BEGIN DATA TO EXAMINE
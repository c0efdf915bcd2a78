use crate::error::PulseError;
use crate::signal::Series;
use serde::{Deserialize, Serialize};

/// One maximal contiguous stretch of samples whose value exceeds the
/// detection threshold, interpreted as a control pulse. The closing
/// boundary is the first sample after the run, so `start < end` always
/// holds and adjacent intervals never touch.
#[derive(Debug, Clone, Copy, PartialEq, Serialize, Deserialize)]
pub struct ActivityInterval {
    pub start: f64,
    pub end: f64,
}

impl ActivityInterval {
    pub fn duration(&self) -> f64 {
        self.end - self.start
    }
}

/// What to do with a run still active at the last sample.
#[derive(Debug, Clone, Copy, Default, PartialEq, Eq, Serialize, Deserialize)]
pub enum TailPolicy {
    /// Close the run at the last sample's time.
    #[default]
    CloseAtEnd,
    /// Discard the unterminated run. An indicator-diff detector that only
    /// reacts to falling edges behaves this way.
    Drop,
}

/// Detect pulse intervals with the default tail policy.
pub fn detect_intervals(
    series: &Series,
    threshold: f64,
) -> Result<Vec<ActivityInterval>, PulseError> {
    detect_intervals_with_policy(series, threshold, TailPolicy::default())
}

/// Walk the samples in time order, opening an interval on each
/// inactive-to-active transition and closing it on the next
/// active-to-inactive transition. The walk starts from an implicit
/// inactive state, so a series that begins above the threshold opens at
/// its first sample. A run that would open at the final sample has no
/// extent and is discarded under either policy.
pub fn detect_intervals_with_policy(
    series: &Series,
    threshold: f64,
    tail: TailPolicy,
) -> Result<Vec<ActivityInterval>, PulseError> {
    series.ensure_monotonic()?;

    let mut intervals = Vec::new();
    let mut open_at: Option<f64> = None;
    for sample in &series.samples {
        let active = sample.value > threshold;
        match (open_at, active) {
            (None, true) => open_at = Some(sample.time),
            (Some(start), false) => {
                intervals.push(ActivityInterval {
                    start,
                    end: sample.time,
                });
                open_at = None;
            }
            _ => {}
        }
    }

    if let (Some(start), TailPolicy::CloseAtEnd) = (open_at, tail) {
        if let Some(last) = series.samples.last() {
            if start < last.time {
                intervals.push(ActivityInterval {
                    start,
                    end: last.time,
                });
            }
        }
    }

    Ok(intervals)
}

#[cfg(test)]
mod tests {
    use super::*;
    use crate::signal::Series;

    fn series(points: &[(f64, f64)]) -> Series {
        let times: Vec<f64> = points.iter().map(|p| p.0).collect();
        let values: Vec<f64> = points.iter().map(|p| p.1).collect();
        Series::from_columns(&times, &values)
    }

    #[test]
    fn two_pulses_with_interior_edges() {
        let s = series(&[
            (0.0, 1.0),
            (1.0, 1.0),
            (2.0, 15.0),
            (3.0, 15.0),
            (4.0, 1.0),
            (5.0, 20.0),
            (6.0, 1.0),
        ]);
        let intervals = detect_intervals(&s, 10.0).unwrap();
        assert_eq!(
            intervals,
            vec![
                ActivityInterval { start: 2.0, end: 4.0 },
                ActivityInterval { start: 5.0, end: 6.0 },
            ]
        );
    }

    #[test]
    fn all_quiet_yields_nothing() {
        let s = series(&[(0.0, 1.0), (1.0, 2.0), (2.0, 3.0)]);
        assert!(detect_intervals(&s, 10.0).unwrap().is_empty());
    }

    #[test]
    fn fully_active_series_spans_the_whole_range() {
        let s = series(&[(0.0, 11.0), (1.0, 12.0), (2.0, 13.0)]);
        let intervals = detect_intervals(&s, 10.0).unwrap();
        assert_eq!(
            intervals,
            vec![ActivityInterval { start: 0.0, end: 2.0 }]
        );
    }

    #[test]
    fn drop_policy_discards_a_trailing_run() {
        let s = series(&[(0.0, 1.0), (1.0, 15.0), (2.0, 15.0)]);
        let closed = detect_intervals_with_policy(&s, 10.0, TailPolicy::CloseAtEnd).unwrap();
        assert_eq!(closed, vec![ActivityInterval { start: 1.0, end: 2.0 }]);
        let dropped = detect_intervals_with_policy(&s, 10.0, TailPolicy::Drop).unwrap();
        assert!(dropped.is_empty());
    }

    #[test]
    fn run_opening_at_the_last_sample_has_no_extent() {
        let s = series(&[(0.0, 1.0), (1.0, 1.0), (2.0, 15.0)]);
        assert!(detect_intervals(&s, 10.0).unwrap().is_empty());
    }

    #[test]
    fn boundary_value_is_not_active() {
        // Activity requires strictly exceeding the threshold.
        let s = series(&[(0.0, 10.0), (1.0, 10.0)]);
        assert!(detect_intervals(&s, 10.0).unwrap().is_empty());
    }

    #[test]
    fn intervals_are_sorted_and_disjoint() {
        let s = series(&[
            (0.0, 20.0),
            (0.5, 1.0),
            (1.0, 20.0),
            (1.5, 1.0),
            (2.0, 20.0),
            (2.5, 1.0),
            (3.0, 20.0),
            (3.5, 1.0),
        ]);
        let intervals = detect_intervals(&s, 10.0).unwrap();
        assert_eq!(intervals.len(), 4);
        for pair in intervals.windows(2) {
            assert!(pair[0].end <= pair[1].start);
        }
        for interval in &intervals {
            assert!(interval.start < interval.end);
        }
    }

    #[test]
    fn detection_is_idempotent() {
        let s = series(&[(0.0, 1.0), (1.0, 15.0), (2.0, 1.0)]);
        let first = detect_intervals(&s, 10.0).unwrap();
        let second = detect_intervals(&s, 10.0).unwrap();
        assert_eq!(first, second);
    }

    #[test]
    fn empty_and_non_monotonic_input_fail() {
        let empty = Series { samples: Vec::new() };
        assert_eq!(
            detect_intervals(&empty, 10.0),
            Err(PulseError::EmptySeries)
        );

        let backwards = series(&[(0.0, 1.0), (2.0, 1.0), (1.0, 1.0)]);
        assert!(matches!(
            detect_intervals(&backwards, 10.0),
            Err(PulseError::NonMonotonicTime { index: 2, .. })
        ));
    }
}
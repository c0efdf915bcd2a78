use crate::detectors::pulse::ActivityInterval;
use crate::signal::SimulationTrace;
use serde::{Deserialize, Serialize};

#[derive(Debug, Clone, Serialize, Deserialize)]
pub struct Axis {
    pub label: Option<String>,
}

#[derive(Debug, Copy, Clone, Serialize, Deserialize)]
pub struct Color(pub u32);

#[derive(Debug, Clone, Serialize, Deserialize)]
pub struct Style {
    pub width: f32,
    pub dash: Option<[f32; 2]>,
    pub color: Color,
}

#[derive(Debug, Clone, Serialize, Deserialize)]
pub struct LineSeries {
    pub name: String,
    pub points: Vec<[f64; 2]>,
    pub style: Style,
}

/// Dashed horizontal reference across a panel (threshold, baseline).
#[derive(Debug, Clone, Serialize, Deserialize)]
pub struct RefLine {
    pub name: String,
    pub y: f64,
    pub style: Style,
}

/// Shaded vertical band; drawn across every panel of the figure.
#[derive(Debug, Clone, Copy, Serialize, Deserialize)]
pub struct Span {
    pub start: f64,
    pub end: f64,
    pub color: Color,
    pub alpha: f32,
}

#[derive(Debug, Clone, Serialize, Deserialize)]
pub struct Panel {
    pub y: Axis,
    pub series: Vec<LineSeries>,
    pub rules: Vec<RefLine>,
}

/// Stacked panels sharing one time axis.
#[derive(Debug, Clone, Serialize, Deserialize)]
pub struct Figure {
    pub title: Option<String>,
    pub x: Axis,
    pub panels: Vec<Panel>,
    pub spans: Vec<Span>,
}

impl Figure {
    pub fn new(title: impl Into<Option<String>>) -> Self {
        Self {
            title: title.into(),
            x: Axis { label: None },
            panels: Vec::new(),
            spans: Vec::new(),
        }
    }

    pub fn add_panel(&mut self, panel: Panel) {
        self.panels.push(panel);
    }
}

pub fn decimate_points(points: &[[f64; 2]], max_points: usize) -> Vec<[f64; 2]> {
    if points.len() <= max_points {
        return points.to_vec();
    }
    let bucket_size = points.len() as f64 / max_points as f64;
    let mut result = Vec::with_capacity(max_points);
    for i in 0..max_points {
        let start = (i as f64 * bucket_size).floor() as usize;
        if start >= points.len() {
            break;
        }
        result.push(points[start]);
    }
    result
}

/// Styling knobs for the control report figure.
#[derive(Debug, Clone, Copy)]
pub struct ReportStyle {
    /// Dashed limit on the center-impurity panel, in 1e18 m^-3 units.
    pub impurity_limit: f64,
    /// Dashed baseline on the turbulence panel.
    pub turbulence_baseline: f64,
    /// Per-series point budget before bucket decimation.
    pub max_points: usize,
}

impl Default for ReportStyle {
    fn default() -> Self {
        Self {
            impurity_limit: 2.2,
            turbulence_baseline: 4.0,
            max_points: 4096,
        }
    }
}

const CENTER_COLOR: Color = Color(0x0000E0);
const EDGE_COLOR: Color = Color(0xD02020);
const TURBULENCE_COLOR: Color = Color(0x108030);
const LIMIT_COLOR: Color = Color(0xD02020);
const BASELINE_COLOR: Color = Color(0x808080);
const SPAN_COLOR: Color = Color(0xF0D000);

/// Density scale for the impurity panels.
const DENSITY_UNIT: f64 = 1e18;

fn solid(color: Color, width: f32) -> Style {
    Style {
        width,
        dash: None,
        color,
    }
}

fn dashed(color: Color) -> Style {
    Style {
        width: 1.0,
        dash: Some([5.0, 5.0]),
        color,
    }
}

fn channel_points(time: &[f64], values: &[f64], scale: f64, max_points: usize) -> Vec<[f64; 2]> {
    let points: Vec<[f64; 2]> = time
        .iter()
        .zip(values.iter())
        .map(|(&t, &v)| [t, v / scale])
        .collect();
    decimate_points(&points, max_points)
}

/// Build the three-panel control report: center impurity with its limit
/// line, edge impurity, turbulence with its baseline, and the detected
/// pulse intervals shaded across every panel.
pub fn control_report_figure(
    trace: &SimulationTrace,
    intervals: &[ActivityInterval],
    style: &ReportStyle,
) -> Figure {
    let mut fig = Figure::new(Some("W7-X Adaptive Turbulence Control".into()));
    fig.x = Axis {
        label: Some("Time (s)".into()),
    };

    fig.add_panel(Panel {
        y: Axis {
            label: Some("Center n_Z (1e18 m^-3)".into()),
        },
        series: vec![LineSeries {
            name: "Center".into(),
            points: channel_points(
                &trace.time,
                &trace.center_impurity,
                DENSITY_UNIT,
                style.max_points,
            ),
            style: solid(CENTER_COLOR, 2.0),
        }],
        rules: vec![RefLine {
            name: "Threshold".into(),
            y: style.impurity_limit,
            style: dashed(LIMIT_COLOR),
        }],
    });

    fig.add_panel(Panel {
        y: Axis {
            label: Some("Edge n_Z (1e18 m^-3)".into()),
        },
        series: vec![LineSeries {
            name: "Edge".into(),
            points: channel_points(
                &trace.time,
                &trace.edge_impurity,
                DENSITY_UNIT,
                style.max_points,
            ),
            style: solid(EDGE_COLOR, 2.0),
        }],
        rules: Vec::new(),
    });

    fig.add_panel(Panel {
        y: Axis {
            label: Some("Turbulence (m^2/s)".into()),
        },
        series: vec![LineSeries {
            name: "Edge Turbulence".into(),
            points: channel_points(&trace.time, &trace.turbulence, 1.0, style.max_points),
            style: solid(TURBULENCE_COLOR, 2.0),
        }],
        rules: vec![RefLine {
            name: "Baseline".into(),
            y: style.turbulence_baseline,
            style: dashed(BASELINE_COLOR),
        }],
    });

    fig.spans = intervals
        .iter()
        .map(|interval| Span {
            start: interval.start,
            end: interval.end,
            color: SPAN_COLOR,
            alpha: 0.2,
        })
        .collect();

    fig
}
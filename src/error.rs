use std::path::PathBuf;

use thiserror::Error;

/// I/O errors that can occur when reading from a raw container file
#[derive(Debug, Clone, Error)]
pub enum ContainerError {
    /// Failed to open the container file
    #[error("failed to open container {path:?}: {message}")]
    Open { path: PathBuf, message: String },

    /// Requested range exceeds container bounds
    #[error("range out of bounds: requested {requested} bytes at offset {offset}, size is {size}")]
    RangeOutOfBounds {
        offset: u64,
        requested: u64,
        size: u64,
    },

    /// Underlying read failure
    #[error("I/O error: {0}")]
    Io(String),
}

impl From<std::io::Error> for ContainerError {
    fn from(err: std::io::Error) -> Self {
        ContainerError::Io(err.to_string())
    }
}

/// Errors raised while locating or parsing the embedded metadata document.
///
/// These are fatal for the whole container: without a well-formed document
/// there is no acquisition geometry to decode against.
#[derive(Debug, Clone, Error)]
pub enum FormatError {
    /// I/O error while scanning the container
    #[error("I/O error: {0}")]
    Io(#[from] ContainerError),

    /// The document start marker was not found in the trailing search window
    #[error("metadata document start marker not found")]
    StartMarkerNotFound,

    /// The document stop marker was not found in the trailing search window
    #[error("metadata document stop marker not found")]
    StopMarkerNotFound,

    /// The located byte range is not valid UTF-8 after NUL stripping
    #[error("metadata document is not valid text: {0}")]
    InvalidText(String),

    /// The document text is not well-formed XML
    #[error("malformed metadata document: {0}")]
    MalformedDocument(String),

    /// A record field that must be an integer failed to parse
    #[error("invalid integer field {field} in {record}: {value:?}")]
    InvalidIntegerField {
        record: &'static str,
        field: String,
        value: String,
    },

    /// A record is missing a field required to link or decode it
    #[error("{record} record is missing required field {field}")]
    MissingField {
        record: &'static str,
        field: &'static str,
    },

    /// A foreign-key field referenced a node that does not exist
    #[error("record {record} {id} references unknown parent {parent_kind} {parent_id}")]
    UnknownParent {
        record: &'static str,
        id: i64,
        parent_kind: &'static str,
        parent_id: i64,
    },

    /// Two records of the same kind share an identifier
    #[error("duplicate {record} id {id}")]
    DuplicateId { record: &'static str, id: i64 },
}

/// Errors raised while decoding one acquisition's pixel payload.
///
/// These are local to a single acquisition; the caller falls through the
/// recovery and side-channel paths before giving up on it.
#[derive(Debug, Clone, Error)]
pub enum DecodeError {
    /// I/O error while reading the payload range
    #[error("I/O error: {0}")]
    Io(#[from] ContainerError),

    /// Declared byte range lies outside the container or is inverted
    #[error("invalid payload range {start}..{end} in a {file_size}-byte container")]
    InvalidByteRange {
        start: u64,
        end: u64,
        file_size: u64,
    },

    /// Payload length is not an exact multiple of the row width
    #[error("payload size {actual} is not a multiple of the {row_bytes}-byte row")]
    DataSizeMismatch { actual: u64, row_bytes: u64 },

    /// Only 4-byte little-endian float values are supported
    #[error("unsupported value width: {0} bytes")]
    UnsupportedValueWidth(u32),

    /// No side-channel text export matches this acquisition
    #[error("no text export found for acquisition {0}")]
    TextExportMissing(i64),

    /// The matching text export holds no data rows
    #[error("text export {0:?} is empty")]
    TextExportEmpty(PathBuf),

    /// The text export header or a data row could not be parsed
    #[error("malformed text export {path:?}: {message}")]
    TextExportMalformed { path: PathBuf, message: String },
}

/// Errors raised by the compositing engine.
#[derive(Debug, Clone, Error)]
pub enum StitchError {
    /// No acquisition in the container carries a boundary polygon
    #[error("no stitchable ROIs found")]
    NoRoisFound,

    /// All candidate ROIs failed to resolve pixel data
    #[error("every ROI was skipped; nothing was composited")]
    NothingComposited,

    /// The run was cancelled between ROIs
    #[error("stitching cancelled")]
    Cancelled,
}

/// Errors raised by the intermediate acquisition store.
#[derive(Debug, Clone, Error)]
pub enum StoreError {
    /// Underlying filesystem failure
    #[error("store I/O error: {0}")]
    Io(String),

    /// A requested acquisition group does not exist
    #[error("no acquisition group {0} in store")]
    MissingGroup(String),

    /// Stored data does not match its recorded shape or attributes
    #[error("corrupt store entry {group}: {message}")]
    Corrupt { group: String, message: String },
}

impl From<std::io::Error> for StoreError {
    fn from(err: std::io::Error) -> Self {
        StoreError::Io(err.to_string())
    }
}

/// Errors raised while writing a finished canvas.
#[derive(Debug, Clone, Error)]
pub enum OutputError {
    /// Underlying filesystem failure
    #[error("output I/O error: {0}")]
    Io(String),
}

impl From<std::io::Error> for OutputError {
    fn from(err: std::io::Error) -> Self {
        OutputError::Io(err.to_string())
    }
}
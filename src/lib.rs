//! # MCD Mosaic
//!
//! Converts proprietary binary instrument-output containers (raw
//! per-pixel acquisition payloads plus one trailing metadata document) into
//! per-acquisition pixel grids, and composites the stage-positioned regions
//! of a container into one shared multi-channel canvas for downstream
//! viewing and analysis.
//!
//! ## Pipeline
//!
//! ```text
//! RawContainer ─▶ locate/parse metadata ─▶ MetadataGraph
//!        │                                     │
//!        └──────▶ decode acquisitions ◀────────┘
//!                        │
//!                  DirectoryStore  (intermediate representation)
//!                        │
//!                  collect ROIs ─▶ composite ─▶ Canvas ─▶ CanvasSink
//! ```
//!
//! ## Architecture
//!
//! - [`io`] - raw container file access (positioned range reads)
//! - [`format`] - document locator, metadata graph, acquisition descriptors
//! - [`decode`] - strict/recovery pixel decoding with fallback chain
//! - [`stitch`] - ROI collection, resampling, masking and compositing
//! - [`store`] - intermediate acquisition store interface
//! - [`output`] - canvas output contract
//! - [`snapshot`] - embedded snapshot-image extraction
//! - [`batch`] - worker-pool batch drivers
//! - [`config`] - CLI configuration types
//!
//! ## Example
//!
//! ```rust,no_run
//! use std::sync::Arc;
//! use mcd_mosaic::format::{
//!     extract_document_text, locate_metadata_document, parse_document, MetadataGraph,
//! };
//! use mcd_mosaic::io::RawContainer;
//! use mcd_mosaic::stitch::{collect_rois, composite, StitchOptions};
//!
//! fn main() -> Result<(), Box<dyn std::error::Error>> {
//!     let container = Arc::new(RawContainer::open("run.mcd")?);
//!     let range = locate_metadata_document(&container)?;
//!     let text = extract_document_text(&container, range)?;
//!     let records = parse_document(&text)?;
//!     let graph = MetadataGraph::from_records(&records, text)?;
//!
//!     let entries = collect_rois(&graph, &container, &[]);
//!     let (canvas, report) = composite(&entries, &StitchOptions::default())?;
//!     println!(
//!         "{} ROIs composited onto a {:?} canvas",
//!         report.composited,
//!         canvas.data.dim()
//!     );
//!     Ok(())
//! }
//! ```

pub mod batch;
pub mod config;
pub mod decode;
pub mod error;
pub mod format;
pub mod io;
pub mod output;
pub mod snapshot;
pub mod store;
pub mod stitch;

// Re-export commonly used types
pub use batch::{
    run_convert, run_stitch, BatchSummary, CancelFlag, ConvertOptions, ExitStatus,
    StitchRunOptions,
};
pub use config::{Cli, Command, ConvertConfig, StitchConfig};
pub use decode::{decode_acquisition, decode_recovery, decode_strict, DataSource, PixelGrid};
pub use error::{
    ContainerError, DecodeError, FormatError, OutputError, StitchError, StoreError,
};
pub use format::{
    extract_document_text, locate_metadata_document, parse_document, AcquisitionDescriptor,
    ChannelInfo, DocumentRange, MetadataGraph, MetadataNode, NodeKind, RawRecord,
};
pub use io::RawContainer;
pub use output::{
    CanvasSink, ChannelDescriptor, ImageDescriptor, OutputCanvas, PixelType, PlanarFileSink,
};
pub use snapshot::extract_snapshot_images;
pub use store::{
    collect_rois_from_store, group_key, AcquisitionStore, AcquisitionSummary, ChannelSummary,
    ContainerSummary, DirectoryStore,
};
pub use stitch::{collect_rois, composite, Canvas, PixelSource, RoiEntry, StitchOptions, StitchReport};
END DATA TO EXAMINE
### PROBLEM
Could you transcribe the entries exactly, from the first line through the line containing "under either policy.", and give nothing more?

### EXERCISE OUTPUT
repository c0efdf915bcd2a78
use crate::error::PulseError;
use crate::signal::Series;
use serde::{Deserialize, Serialize};

/// One maximal contiguous stretch of samples whose value exceeds the
/// detection threshold, interpreted as a control pulse. The closing
/// boundary is the first sample after the run, so `start < end` always
/// holds and adjacent intervals never touch.
#[derive(Debug, Clone, Copy, PartialEq, Serialize, Deserialize)]
pub struct ActivityInterval {
    pub start: f64,
    pub end: f64,
}

impl ActivityInterval {
    pub fn duration(&self) -> f64 {
        self.end - self.start
    }
}

/// What to do with a run still active at the last sample.
#[derive(Debug, Clone, Copy, Default, PartialEq, Eq, Serialize, Deserialize)]
pub enum TailPolicy {
    /// Close the run at the last sample's time.
    #[default]
    CloseAtEnd,
    /// Discard the unterminated run. An indicator-diff detector that only
    /// reacts to falling edges behaves this way.
    Drop,
}

/// Detect pulse intervals with the default tail policy.
pub fn detect_intervals(
    series: &Series,
    threshold: f64,
) -> Result<Vec<ActivityInterval>, PulseError> {
    detect_intervals_with_policy(series, threshold, TailPolicy::default())
}

/// Walk the samples in time order, opening an interval on each
/// inactive-to-active transition and closing it on the next
/// active-to-inactive transition. The walk starts from an implicit
/// inactive state, so a series that begins above the threshold opens at
/// its first sample. A run that would open at the final sample has no
/// extent and is discarded under either policy.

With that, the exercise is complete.